_TASK DESCRIPTION_
Collect each line of the records containing the string "Target".

Saved data entries:
--------------------------------
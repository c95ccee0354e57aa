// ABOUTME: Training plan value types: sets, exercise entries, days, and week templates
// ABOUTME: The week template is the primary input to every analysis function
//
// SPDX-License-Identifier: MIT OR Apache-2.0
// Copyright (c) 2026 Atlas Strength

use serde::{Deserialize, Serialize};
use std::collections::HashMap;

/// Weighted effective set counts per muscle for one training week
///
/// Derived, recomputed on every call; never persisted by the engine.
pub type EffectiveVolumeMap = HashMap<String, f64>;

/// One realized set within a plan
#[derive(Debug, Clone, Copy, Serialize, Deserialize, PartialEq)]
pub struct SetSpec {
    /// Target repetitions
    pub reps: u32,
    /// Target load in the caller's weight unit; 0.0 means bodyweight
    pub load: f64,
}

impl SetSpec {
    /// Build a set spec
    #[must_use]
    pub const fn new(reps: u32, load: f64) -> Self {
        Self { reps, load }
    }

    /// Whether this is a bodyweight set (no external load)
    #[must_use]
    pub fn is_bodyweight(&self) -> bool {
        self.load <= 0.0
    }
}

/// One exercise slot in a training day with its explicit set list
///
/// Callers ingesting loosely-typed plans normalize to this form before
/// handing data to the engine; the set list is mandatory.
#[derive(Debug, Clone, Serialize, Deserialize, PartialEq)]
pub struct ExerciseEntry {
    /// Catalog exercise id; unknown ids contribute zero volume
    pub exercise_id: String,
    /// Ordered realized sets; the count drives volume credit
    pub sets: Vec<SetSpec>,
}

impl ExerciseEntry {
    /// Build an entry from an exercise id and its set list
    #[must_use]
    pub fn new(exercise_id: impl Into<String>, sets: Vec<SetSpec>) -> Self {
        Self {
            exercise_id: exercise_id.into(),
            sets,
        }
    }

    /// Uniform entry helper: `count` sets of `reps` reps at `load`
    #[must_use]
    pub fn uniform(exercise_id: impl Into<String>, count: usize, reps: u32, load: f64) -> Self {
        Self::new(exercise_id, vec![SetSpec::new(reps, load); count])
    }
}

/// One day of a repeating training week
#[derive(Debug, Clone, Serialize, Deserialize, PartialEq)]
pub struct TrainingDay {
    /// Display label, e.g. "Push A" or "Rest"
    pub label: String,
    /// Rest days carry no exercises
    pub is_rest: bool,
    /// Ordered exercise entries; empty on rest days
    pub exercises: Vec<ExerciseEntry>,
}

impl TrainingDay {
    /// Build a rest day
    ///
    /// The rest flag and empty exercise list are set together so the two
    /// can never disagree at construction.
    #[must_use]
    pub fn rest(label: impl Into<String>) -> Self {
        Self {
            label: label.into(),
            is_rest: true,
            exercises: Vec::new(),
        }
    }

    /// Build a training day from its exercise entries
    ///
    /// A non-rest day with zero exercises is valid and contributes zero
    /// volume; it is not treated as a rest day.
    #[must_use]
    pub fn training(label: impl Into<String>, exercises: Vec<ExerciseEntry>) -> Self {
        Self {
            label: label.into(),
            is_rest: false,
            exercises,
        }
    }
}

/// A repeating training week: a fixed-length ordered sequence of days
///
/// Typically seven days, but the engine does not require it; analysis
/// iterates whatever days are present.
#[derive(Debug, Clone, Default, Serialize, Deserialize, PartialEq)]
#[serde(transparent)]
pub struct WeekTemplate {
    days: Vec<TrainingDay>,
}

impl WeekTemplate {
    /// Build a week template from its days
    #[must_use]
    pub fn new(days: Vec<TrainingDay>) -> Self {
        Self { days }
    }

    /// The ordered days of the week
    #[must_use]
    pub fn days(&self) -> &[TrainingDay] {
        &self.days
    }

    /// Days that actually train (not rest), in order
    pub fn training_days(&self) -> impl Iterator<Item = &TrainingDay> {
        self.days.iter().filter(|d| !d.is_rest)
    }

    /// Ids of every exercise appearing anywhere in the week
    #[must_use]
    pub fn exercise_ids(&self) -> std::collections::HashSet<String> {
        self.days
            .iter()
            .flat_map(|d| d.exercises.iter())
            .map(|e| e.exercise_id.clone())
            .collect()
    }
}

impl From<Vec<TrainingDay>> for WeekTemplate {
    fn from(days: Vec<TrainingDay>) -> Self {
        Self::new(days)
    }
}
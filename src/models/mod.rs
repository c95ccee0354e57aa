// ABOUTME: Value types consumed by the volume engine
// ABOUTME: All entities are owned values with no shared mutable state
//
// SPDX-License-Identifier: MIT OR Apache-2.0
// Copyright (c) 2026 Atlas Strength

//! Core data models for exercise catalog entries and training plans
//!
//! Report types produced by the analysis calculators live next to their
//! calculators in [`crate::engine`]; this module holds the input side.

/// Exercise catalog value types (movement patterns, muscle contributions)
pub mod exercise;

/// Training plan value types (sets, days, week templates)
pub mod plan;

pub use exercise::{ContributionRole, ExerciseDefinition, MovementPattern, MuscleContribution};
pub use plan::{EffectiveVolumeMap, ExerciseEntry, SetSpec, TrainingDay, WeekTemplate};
--------------------------------
_SOLUTION TO THIS EXERCISE_
    /// Target repetitions
    /// Target load in the caller's weight unit; 0.0 means bodyweight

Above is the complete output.